»»

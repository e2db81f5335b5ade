//! Completion provider client.
//!
//! Wraps the OpenAI chat completions API behind the [`CompletionProvider`]
//! trait: one prompt in, the first choice's text out. No streaming, no
//! multi-turn; generation failures surface to the caller unretried.

use std::time::Duration;

use anyhow::{bail, Context, Result};
use async_trait::async_trait;

use crate::config::CompletionConfig;

const OPENAI_API_BASE: &str = "https://api.openai.com";

/// Capability to generate a single completion for a prompt.
#[async_trait]
pub trait CompletionProvider: Send + Sync {
    /// Generate a completion for the given system instruction and user
    /// message, returning the first choice trimmed of surrounding whitespace.
    async fn complete(&self, system: &str, user: &str) -> Result<String>;

    /// Whether the provider is reachable.
    async fn health(&self) -> bool;
}

/// Chat-completions client for the OpenAI API.
pub struct OpenAiCompletions {
    client: reqwest::Client,
    base_url: String,
    api_key: String,
    model: String,
    temperature: f32,
    max_tokens: u32,
}

impl OpenAiCompletions {
    pub fn new(config: &CompletionConfig, timeout_secs: u64) -> Result<Self> {
        let client = reqwest::Client::builder()
            .timeout(Duration::from_secs(timeout_secs))
            .build()
            .context("failed to build completion HTTP client")?;

        Ok(Self {
            client,
            base_url: OPENAI_API_BASE.to_string(),
            api_key: config.api_key.clone(),
            model: config.model.clone(),
            temperature: config.temperature,
            max_tokens: config.max_tokens,
        })
    }
}

#[async_trait]
impl CompletionProvider for OpenAiCompletions {
    async fn complete(&self, system: &str, user: &str) -> Result<String> {
        let body = serde_json::json!({
            "model": self.model,
            "messages": [
                { "role": "system", "content": system },
                { "role": "user", "content": user },
            ],
            "temperature": self.temperature,
            "max_tokens": self.max_tokens,
        });

        let response = self
            .client
            .post(format!("{}/v1/chat/completions", self.base_url))
            .header("Authorization", format!("Bearer {}", self.api_key))
            .header("Content-Type", "application/json")
            .json(&body)
            .send()
            .await
            .context("completion request failed")?;

        let status = response.status();
        if !status.is_success() {
            let body_text = response.text().await.unwrap_or_default();
            bail!("completion API error {}: {}", status, body_text);
        }

        let json: serde_json::Value = response
            .json()
            .await
            .context("reading completion response failed")?;
        parse_completion_response(&json)
    }

    async fn health(&self) -> bool {
        let resp = self
            .client
            .get(format!("{}/v1/models", self.base_url))
            .header("Authorization", format!("Bearer {}", self.api_key))
            .send()
            .await;
        matches!(resp, Ok(r) if r.status().is_success())
    }
}

/// Extract the first completion choice's message text, trimmed.
fn parse_completion_response(json: &serde_json::Value) -> Result<String> {
    let content = json
        .get("choices")
        .and_then(|c| c.as_array())
        .and_then(|c| c.first())
        .and_then(|choice| choice.get("message"))
        .and_then(|m| m.get("content"))
        .and_then(|c| c.as_str())
        .ok_or_else(|| anyhow::anyhow!("invalid completion response: missing choices[0].message.content"))?;

    Ok(content.trim().to_string())
}

#[cfg(test)]
mod tests {
    use super::*;

    #[test]
    fn takes_first_choice_trimmed() {
        let json = serde_json::json!({
            "choices": [
                { "message": { "role": "assistant", "content": "  The answer.\n" } },
                { "message": { "role": "assistant", "content": "ignored" } },
            ],
        });
        assert_eq!(parse_completion_response(&json).unwrap(), "The answer.");
    }

    #[test]
    fn missing_choices_is_an_error() {
        let json = serde_json::json!({ "error": { "message": "quota" } });
        assert!(parse_completion_response(&json).is_err());
    }
}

««

### WORK ORDER
Could you write out exactly the lines above, starting at the first one and ending with the line that has "pub fn new(config: &CompletionConfig, timeout_secs: u64)"?

### RESPONSE BELOW
repository e2db81f5335b5ade
//! Completion provider client.
//!
//! Wraps the OpenAI chat completions API behind the [`CompletionProvider`]
//! trait: one prompt in, the first choice's text out. No streaming, no
//! multi-turn; generation failures surface to the caller unretried.

use std::time::Duration;

use anyhow::{bail, Context, Result};
use async_trait::async_trait;

use crate::config::CompletionConfig;

const OPENAI_API_BASE: &str = "https://api.openai.com";

/// Capability to generate a single completion for a prompt.
#[async_trait]
pub trait CompletionProvider: Send + Sync {
    /// Generate a completion for the given system instruction and user
    /// message, returning the first choice trimmed of surrounding whitespace.
    async fn complete(&self, system: &str, user: &str) -> Result<String>;

    /// Whether the provider is reachable.
    async fn health(&self) -> bool;
}

/// Chat-completions client for the OpenAI API.
pub struct OpenAiCompletions {
    client: reqwest::Client,
    base_url: String,
    api_key: String,
    model: String,
    temperature: f32,
    max_tokens: u32,
}

impl OpenAiCompletions {
    pub fn new(config: &CompletionConfig, timeout_secs: u64) -> Result<Self> {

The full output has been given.